Possibilidade de prisão causa tensão e silêncio em cidade de João de Deus

Decisão acabou por afastar ainda mais alguns fiéis e turistas da Casa Dom Inácio de Loyola

Natália Cancian
Abadiânia

A possibilidade de prisão de João de Deus, morador mais famosos de Abadiânia (GO), desencadeou na cidade uma corrente de tensão e reforçou a ordem de silêncio que já imperava entre fiéis que frequentam o centro espiritual criado por ele.

Nesta sexta (14), a Justiça de Goiás deferiu o pedido do Ministério Público de prisão preventiva do médium, alvo de acusações de abuso sexual por dezenas de mulheres.

A decisão acabou por afastar ainda mais alguns fiéis e turistas da Casa Dom Inácio de Loyola, instituição onde ele faz atendimentos espirituais.

Nesta sexta, a casa, que já tinha queda de cerca de 50% a 70% no movimento, estava com boa parte das cadeiras vazias, e quase não havia filas.

Com poucos frequentadores, a maioria estrangeiros, o local também acabou por encerrar as atividades mais cedo, pouco antes das 16h. Em dias habituais, as orações se estendem até depois das 18h.

"É uma tristeza. Um trabalho tão bonito não pode terminar assim", disse um voluntário que atua no local há cinco anos e que pede para não ter seu nome revelado.

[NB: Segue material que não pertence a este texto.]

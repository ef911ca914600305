use clap::Parser;
use std::path::PathBuf;

#[derive(Parser, Debug)]
#[command(name = "todo-sync")]
#[command(version, about = "Sync TODO comments in code with tracker issues", long_about = None)]
pub struct Cli {
    /// Directory to scan (defaults to current directory)
    #[arg(default_value = ".")]
    pub path: PathBuf,

    /// Scan and report without contacting the tracker
    #[arg(long)]
    pub dry_run: bool,

    /// Enable verbose output
    #[arg(short, long)]
    pub verbose: bool,
}

#[cfg(test)]
mod tests {
    use super::*;

    #[test]
    fn test_defaults() {
        let cli = Cli::parse_from(["todo-sync"]);
        assert_eq!(cli.path, PathBuf::from("."));
        assert!(!cli.dry_run);
        assert!(!cli.verbose);
    }

    #[test]
    fn test_flags() {
        let cli = Cli::parse_from(["todo-sync", "--dry-run", "-v", "src"]);
        assert_eq!(cli.path, PathBuf::from("src"));
        assert!(cli.dry_run);
        assert!(cli.verbose);
    }
}
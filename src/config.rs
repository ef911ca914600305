use anyhow::{Result, anyhow};

const DEFAULT_TAGS: &str = "TODO|FIXME|BUG|HACK";
const DEFAULT_LABEL_NAME: &str = "Todo Bot";
const DEFAULT_LABEL_COLOR: &str = "#bada55";
const DEFAULT_API_URL: &str = "https://gitlab.com/api/v4";

/// Immutable process configuration, loaded once at startup
///
/// Everything comes from the environment so the tool works unchanged inside a
/// CI job (`CI_*` variables are provided by the runner).
#[derive(Debug, Clone)]
pub struct Config {
    /// Tag keywords to search for, uppercased
    pub tags: Vec<String>,

    /// Name of the label the bot owns in the tracker
    pub label_name: String,

    /// Hex color used when the label has to be created
    pub label_color: String,

    /// Tracker API token
    pub token: String,

    /// Tracker host, derived by stripping the `/api/v4` suffix from the API URL
    pub host: String,

    /// Project identifier in the tracker
    pub project_id: String,

    /// Commit that triggered this run, embedded in issue descriptions
    pub commit_sha: String,

    /// Base URL for deep links to source lines
    pub project_url: String,

    /// Repository-relative paths excluded from scanning
    pub ignored_files: Vec<String>,

    /// Context lines captured before and after a marker
    pub context_lines: usize,
}

/// Load configuration from the process environment
pub fn load_config() -> Result<Config> {
    from_vars(|key| std::env::var(key).ok())
}

/// Build a [`Config`] from an arbitrary variable lookup
///
/// Missing required values (`TODO_BOT_TOKEN`, `CI_PROJECT_ID`) fail here,
/// before any tracker call is made.
pub fn from_vars(get: impl Fn(&str) -> Option<String>) -> Result<Config> {
    let tags = get("TODO_BOT_TAGS")
        .unwrap_or_else(|| DEFAULT_TAGS.to_string())
        .to_uppercase()
        .split('|')
        .map(str::trim)
        .filter(|t| !t.is_empty())
        .map(str::to_string)
        .collect::<Vec<_>>();

    if tags.is_empty() {
        return Err(anyhow!("TODO_BOT_TAGS contains no usable tag keywords"));
    }

    let token = get("TODO_BOT_TOKEN")
        .filter(|v| !v.is_empty())
        .ok_or_else(|| anyhow!("TODO_BOT_TOKEN is not set (tracker API token is required)"))?;

    let project_id = get("CI_PROJECT_ID")
        .filter(|v| !v.is_empty())
        .ok_or_else(|| anyhow!("CI_PROJECT_ID is not set (target project is required)"))?;

    let api_url = get("CI_API_V4_URL").unwrap_or_else(|| DEFAULT_API_URL.to_string());
    let host = api_url
        .trim_end_matches('/')
        .trim_end_matches("/api/v4")
        .to_string();

    Ok(Config {
        tags,
        label_name: get("TODO_BOT_NAME").unwrap_or_else(|| DEFAULT_LABEL_NAME.to_string()),
        label_color: get("TODO_BOT_COLOR").unwrap_or_else(|| DEFAULT_LABEL_COLOR.to_string()),
        token,
        host,
        project_id,
        commit_sha: get("CI_COMMIT_SHA").unwrap_or_default(),
        project_url: get("CI_PROJECT_URL").unwrap_or_default(),
        ignored_files: vec!["README.md".to_string()],
        context_lines: 3,
    })
}

#[cfg(test)]
mod tests {
    use super::*;
    use std::collections::HashMap;

    fn env(pairs: &[(&str, &str)]) -> impl Fn(&str) -> Option<String> {
        let map: HashMap<String, String> = pairs
            .iter()
            .map(|(k, v)| (k.to_string(), v.to_string()))
            .collect();
        move |key| map.get(key).cloned()
    }

    #[test]
    fn test_defaults() {
        let config = from_vars(env(&[("TODO_BOT_TOKEN", "t"), ("CI_PROJECT_ID", "1")])).unwrap();
        assert_eq!(config.tags, vec!["TODO", "FIXME", "BUG", "HACK"]);
        assert_eq!(config.label_name, "Todo Bot");
        assert_eq!(config.label_color, "#bada55");
        assert_eq!(config.host, "https://gitlab.com");
        assert_eq!(config.context_lines, 3);
        assert_eq!(config.ignored_files, vec!["README.md"]);
    }

    #[test]
    fn test_custom_tags_are_uppercased() {
        let config = from_vars(env(&[
            ("TODO_BOT_TOKEN", "t"),
            ("CI_PROJECT_ID", "1"),
            ("TODO_BOT_TAGS", "todo|Xxx"),
        ]))
        .unwrap();
        assert_eq!(config.tags, vec!["TODO", "XXX"]);
    }

    #[test]
    fn test_missing_token_is_fatal() {
        let err = from_vars(env(&[("CI_PROJECT_ID", "1")])).unwrap_err();
        assert!(err.to_string().contains("TODO_BOT_TOKEN"));
    }

    #[test]
    fn test_missing_project_id_is_fatal() {
        let err = from_vars(env(&[("TODO_BOT_TOKEN", "t")])).unwrap_err();
        assert!(err.to_string().contains("CI_PROJECT_ID"));
    }

    #[test]
    fn test_host_strips_api_suffix() {
        let config = from_vars(env(&[
            ("TODO_BOT_TOKEN", "t"),
            ("CI_PROJECT_ID", "1"),
            ("CI_API_V4_URL", "https://git.example.com/api/v4"),
        ]))
        .unwrap();
        assert_eq!(config.host, "https://git.example.com");
    }
}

Com receio de vincular seu nome às acusações, poucos frequentadores do local aceitavam dar entrevistas —sobretudo após a decisão da Justiça pela prisão. Nas pousadas, a informação era que muitos turistas já planejavam deixar a cidade mais cedo.

Enquanto o movimento na Casa diminuía, alguns voluntários se esforçavam para organizar atos de apoio ao médium --a maioria tímidos.

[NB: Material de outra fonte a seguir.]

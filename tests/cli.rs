use assert_cmd::Command;
use predicates::prelude::*;
use std::fs::File;
use std::io::Write;
use tempfile::TempDir;

fn todo_sync() -> Command {
    let mut cmd = Command::cargo_bin("todo-sync").unwrap();
    cmd.env_remove("TODO_BOT_TOKEN")
        .env_remove("TODO_BOT_TAGS")
        .env_remove("TODO_BOT_NAME")
        .env_remove("TODO_BOT_COLOR")
        .env_remove("CI_PROJECT_ID")
        .env_remove("CI_API_V4_URL")
        .env_remove("CI_COMMIT_SHA")
        .env_remove("CI_PROJECT_URL");
    cmd
}

#[test]
fn missing_token_aborts_before_any_work() {
    todo_sync()
        .env("CI_PROJECT_ID", "1")
        .assert()
        .failure()
        .stderr(predicate::str::contains("TODO_BOT_TOKEN"));
}

#[test]
fn missing_project_id_aborts_before_any_work() {
    todo_sync()
        .env("TODO_BOT_TOKEN", "t")
        .assert()
        .failure()
        .stderr(predicate::str::contains("CI_PROJECT_ID"));
}

#[test]
fn dry_run_reports_markers_without_network() {
    let dir = TempDir::new().unwrap();
    let mut file = File::create(dir.path().join("a.py")).unwrap();
    for _ in 0..9 {
        writeln!(file, "pass").unwrap();
    }
    writeln!(file, "# TODO: refactor").unwrap();

    todo_sync()
        .env("TODO_BOT_TOKEN", "t")
        .env("CI_PROJECT_ID", "1")
        .arg("--dry-run")
        .arg(dir.path())
        .assert()
        .success()
        .stdout(predicate::str::contains("Found <1> comments in code!"))
        .stdout(predicate::str::contains("[a.py L10] TODO: refactor"));
}

#[test]
fn dry_run_on_clean_tree_prints_only_the_count() {
    let dir = TempDir::new().unwrap();
    File::create(dir.path().join("clean.py")).unwrap();

    todo_sync()
        .env("TODO_BOT_TOKEN", "t")
        .env("CI_PROJECT_ID", "1")
        .arg("--dry-run")
        .arg(dir.path())
        .assert()
        .success()
        .stdout(predicate::eq("Found <0> comments in code!\n"));
}

#[test]
fn keyword_inside_a_word_is_not_a_marker() {
    let dir = TempDir::new().unwrap();
    let mut file = File::create(dir.path().join("notes.txt")).unwrap();
    writeln!(file, "see the TODOLIST for details").unwrap();

    todo_sync()
        .env("TODO_BOT_TOKEN", "t")
        .env("CI_PROJECT_ID", "1")
        .arg("--dry-run")
        .arg(dir.path())
        .assert()
        .success()
        .stdout(predicate::str::contains("Found <0> comments in code!"));
}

"Acredito no João. Ele já curou muitas pessoas. Não é possível fazer esse trabalho e abusar de mulheres", afirmou um turista belga que visita a Casa há cinco anos, e que pediu para não se identificar.

Na Casa da Sopa, instituição criada por João de Deus, funcionários se dividiam entre a atenção às notícias e a organização de uma festa de Natal para crianças da cidade.

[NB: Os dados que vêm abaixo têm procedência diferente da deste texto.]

//! Immutable content catalog.
//!
//! The catalog aggregates every content document (events, dialogue nodes,
//! NPCs, landmarks, items, recipes, races, seasons) behind identifier lookups.
//! It is built once through [`CatalogBuilder`], which rejects duplicates and
//! dangling references, and is read-only afterwards.
mod dialogue;
mod error;
mod events;
mod npc;
mod registry;
mod validate;
mod world;

pub use dialogue::{DialogueNode, DialogueOption};
pub use error::{CatalogError, ContentKind};
pub use events::{EventCategory, EventDefinition};
pub use npc::NpcDefinition;
pub use registry::{Keyed, Registry};
pub use world::{
    ItemCategory, ItemDefinition, LandmarkDefinition, RaceDefinition, RecipeDefinition,
    SeasonDefinition,
};

use crate::config::{Calendar, SeasonSpan};

#[derive(Clone, Debug, Default)]
pub struct ContentCatalog {
    events: Registry<EventDefinition>,
    nodes: Registry<DialogueNode>,
    npcs: Registry<NpcDefinition>,
    landmarks: Registry<LandmarkDefinition>,
    items: Registry<ItemDefinition>,
    recipes: Registry<RecipeDefinition>,
    races: Registry<RaceDefinition>,
    seasons: Vec<SeasonDefinition>,
}

impl ContentCatalog {
    pub fn builder() -> CatalogBuilder {
        CatalogBuilder::default()
    }

    pub fn events(&self) -> &[EventDefinition] {
        self.events.as_slice()
    }

    pub fn event(&self, id: &str) -> Option<&EventDefinition> {
        self.events.get(id)
    }

    pub fn nodes(&self) -> &[DialogueNode] {
        self.nodes.as_slice()
    }

    pub fn node(&self, id: &str) -> Option<&DialogueNode> {
        self.nodes.get(id)
    }

    pub fn nodes_for<'a>(&'a self, npc_id: &'a str) -> impl Iterator<Item = &'a DialogueNode> {
        self.nodes().iter().filter(move |node| node.npc_id == npc_id)
    }

    pub fn npcs(&self) -> &[NpcDefinition] {
        self.npcs.as_slice()
    }

    pub fn npc(&self, id: &str) -> Option<&NpcDefinition> {
        self.npcs.get(id)
    }

    /// NPCs that can be met at a landmark, in document order.
    pub fn npcs_at<'a>(&'a self, landmark_id: &'a str) -> impl Iterator<Item = &'a NpcDefinition> {
        self.npcs()
            .iter()
            .filter(move |npc| npc.landmark_ids.iter().any(|id| id == landmark_id))
    }

    pub fn landmarks(&self) -> &[LandmarkDefinition] {
        self.landmarks.as_slice()
    }

    pub fn landmark(&self, id: &str) -> Option<&LandmarkDefinition> {
        self.landmarks.get(id)
    }

    pub fn landmarks_at_depth(&self, depth: u32) -> impl Iterator<Item = &LandmarkDefinition> {
        self.landmarks()
            .iter()
            .filter(move |landmark| landmark.contains_depth(depth))
    }

    pub fn items(&self) -> &[ItemDefinition] {
        self.items.as_slice()
    }

    pub fn item(&self, id: &str) -> Option<&ItemDefinition> {
        self.items.get(id)
    }

    pub fn recipes(&self) -> &[RecipeDefinition] {
        self.recipes.as_slice()
    }

    pub fn recipe(&self, id: &str) -> Option<&RecipeDefinition> {
        self.recipes.get(id)
    }

    pub fn races(&self) -> &[RaceDefinition] {
        self.races.as_slice()
    }

    pub fn race(&self, id: &str) -> Option<&RaceDefinition> {
        self.races.get(id)
    }

    pub fn seasons(&self) -> &[SeasonDefinition] {
        &self.seasons
    }

    /// Calendar described by the seasons document, if one was loaded.
    pub fn calendar(&self) -> Option<Calendar> {
        if self.seasons.is_empty() {
            return None;
        }
        Some(Calendar::new(
            self.seasons
                .iter()
                .map(|season| SeasonSpan {
                    season: season.season,
                    length: season.length,
                })
                .collect(),
        ))
    }
}

/// Collects documents, then validates them as a whole in [`CatalogBuilder::build`].
#[derive(Clone, Debug, Default)]
pub struct CatalogBuilder {
    events: Vec<EventDefinition>,
    nodes: Vec<DialogueNode>,
    npcs: Vec<NpcDefinition>,
    landmarks: Vec<LandmarkDefinition>,
    items: Vec<ItemDefinition>,
    recipes: Vec<RecipeDefinition>,
    races: Vec<RaceDefinition>,
    seasons: Vec<SeasonDefinition>,
}

impl CatalogBuilder {
    pub fn events(mut self, events: Vec<EventDefinition>) -> Self {
        self.events = events;
        self
    }

    /// Appends dialogue nodes; called once per NPC dialogue document.
    pub fn dialogue(mut self, nodes: Vec<DialogueNode>) -> Self {
        self.nodes.extend(nodes);
        self
    }

    pub fn npcs(mut self, npcs: Vec<NpcDefinition>) -> Self {
        self.npcs = npcs;
        self
    }

    pub fn landmarks(mut self, landmarks: Vec<LandmarkDefinition>) -> Self {
        self.landmarks = landmarks;
        self
    }

    pub fn items(mut self, items: Vec<ItemDefinition>) -> Self {
        self.items = items;
        self
    }

    pub fn recipes(mut self, recipes: Vec<RecipeDefinition>) -> Self {
        self.recipes = recipes;
        self
    }

    pub fn races(mut self, races: Vec<RaceDefinition>) -> Self {
        self.races = races;
        self
    }

    pub fn seasons(mut self, seasons: Vec<SeasonDefinition>) -> Self {
        self.seasons = seasons;
        self
    }

    pub fn build(self) -> Result<ContentCatalog, CatalogError> {
        let catalog = ContentCatalog {
            events: Registry::from_vec(ContentKind::Events, self.events)?,
            nodes: Registry::from_vec(ContentKind::Dialogue, self.nodes)?,
            npcs: Registry::from_vec(ContentKind::Npcs, self.npcs)?,
            landmarks: Registry::from_vec(ContentKind::Landmarks, self.landmarks)?,
            items: Registry::from_vec(ContentKind::Items, self.items)?,
            recipes: Registry::from_vec(ContentKind::Recipes, self.recipes)?,
            races: Registry::from_vec(ContentKind::Races, self.races)?,
            seasons: self.seasons,
        };

        validate::validate(&catalog)?;

        tracing::debug!(
            events = catalog.events.len(),
            nodes = catalog.nodes.len(),
            npcs = catalog.npcs.len(),
            landmarks = catalog.landmarks.len(),
            "content catalog built"
        );
        Ok(catalog)
    }
}

#[cfg(test)]
mod tests {
    use super::*;
    use crate::effect::{CountRange, Effect, ItemGrant};

    fn node(id: &str, npc: &str, next: Option<&str>) -> DialogueNode {
        DialogueNode {
            id: id.into(),
            npc_id: npc.into(),
            text: String::new(),
            condition: None,
            options: vec![DialogueOption {
                text: "...".into(),
                next_node_id: next.map(Into::into),
                ..DialogueOption::default()
            }],
        }
    }

    fn npc(id: &str, start: &str) -> NpcDefinition {
        NpcDefinition {
            id: id.into(),
            name: id.into(),
            description: String::new(),
            landmark_ids: Vec::new(),
            tags: Vec::new(),
            start_nodes: vec![start.into()],
            fallback_node: start.into(),
        }
    }

    fn event(id: &str) -> EventDefinition {
        EventDefinition {
            id: id.into(),
            category: EventCategory::Flavor,
            text: String::new(),
            effects: Vec::new(),
            base_weight: 1.0,
            depth_weight: 0.0,
            min_depth: 0,
            max_depth: None,
            season_weights: Default::default(),
            condition: None,
            landmark: None,
        }
    }

    #[test]
    fn duplicate_event_ids_are_rejected() {
        let err = ContentCatalog::builder()
            .events(vec![event("a"), event("a")])
            .build()
            .unwrap_err();
        assert_eq!(
            err,
            CatalogError::DuplicateId {
                kind: ContentKind::Events,
                id: "a".into()
            }
        );
    }

    #[test]
    fn dangling_next_node_is_rejected() {
        let err = ContentCatalog::builder()
            .npcs(vec![npc("hermit", "hermit_start")])
            .dialogue(vec![node("hermit_start", "hermit", Some("missing"))])
            .build()
            .unwrap_err();
        assert_eq!(err.kind(), ContentKind::Dialogue);
        assert_eq!(err.field(), "options[0].next_node_id");
    }

    #[test]
    fn start_node_must_belong_to_npc() {
        let err = ContentCatalog::builder()
            .npcs(vec![npc("hermit", "hermit_start"), npc("kirin", "kirin_start")])
            .dialogue(vec![
                node("hermit_start", "kirin", None),
                node("kirin_start", "kirin", None),
            ])
            .build()
            .unwrap_err();
        assert_eq!(err.kind(), ContentKind::Npcs);
        assert_eq!(err.record_id(), "hermit");
    }

    #[test]
    fn invalid_weights_and_ranges_are_rejected() {
        let mut negative = event("negative");
        negative.base_weight = -1.0;
        let err = ContentCatalog::builder()
            .events(vec![negative])
            .build()
            .unwrap_err();
        assert_eq!(err.field(), "base_weight");

        let mut bad_range = event("bad_range");
        bad_range.effects = vec![Effect::AddItems(vec![ItemGrant::new(
            "berries",
            CountRange { min: 3, max: 1 },
        )])];
        let err = ContentCatalog::builder()
            .events(vec![bad_range])
            .build()
            .unwrap_err();
        assert_eq!(err.field(), "effects");

        let mut inverted = event("inverted");
        inverted.min_depth = 10;
        inverted.max_depth = Some(5);
        assert!(ContentCatalog::builder().events(vec![inverted]).build().is_err());
    }

    #[test]
    fn lookups_preserve_document_order() {
        let catalog = ContentCatalog::builder()
            .events(vec![event("b"), event("a"), event("c")])
            .build()
            .unwrap();
        let ids: Vec<_> = catalog.events().iter().map(|e| e.id.as_str()).collect();
        assert_eq!(ids, vec!["b", "a", "c"]);
        assert!(catalog.event("a").is_some());
        assert!(catalog.calendar().is_none());
    }
}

Realizado nos últimos 15 anos, o evento é um dos mais tradicionais da cidade, atraindo mais de mil pessoas.

Fotos de eventos anteriores, somadas a retratos de João de Deus e de santos, decoram o espaço. A adesão para este sábado ainda era incerta.

À tarde, funcionários tentavam convencer moradores a comparecer ao evento, já organizado com toldos montados por toda a rua. "Amanhã tem festa. Tudo continua normal, viu?", dizia um deles a uma moradora.

Segundo Francisco Lobo, um dos principais auxiliares do médium, essa será a primeira festa sem a presença do líder religioso, ainda alvo de buscas pela polícia no fim da tarde desta sexta.

"Ele sempre foi a todas, em algumas vezes vestido de Papai Noel. No ano passado distribuiu até 10 mil brinquedos", afirma ele, que vê incerteza também em relação ao futuro do hospital espiritual mantido pelo médium. "Estamos apreensivos, mas vamos continuar abertos por enquanto", diz.

Para o prefeito José Aparecido Diniz (PSD), a cidade pode perder até 1.300 empregos com o fechamento da Casa Dom Inácio —cerca de 30% do total. "Isso nos preocupa muito, principalmente com o desemprego do tamanho em que está", afirma.

A defesa do médium, porém, não é unanimidade entre moradores —sobretudo daqueles que ficam do lado oposto da rodovia que corta Abadiânia, onde há menor movimento de turistas.

"Ele dá muito serviço para as pessoas, mas a Justiça precisa ser feita", diz Manoel Maia, 70, que mora na cidade há 40 anos.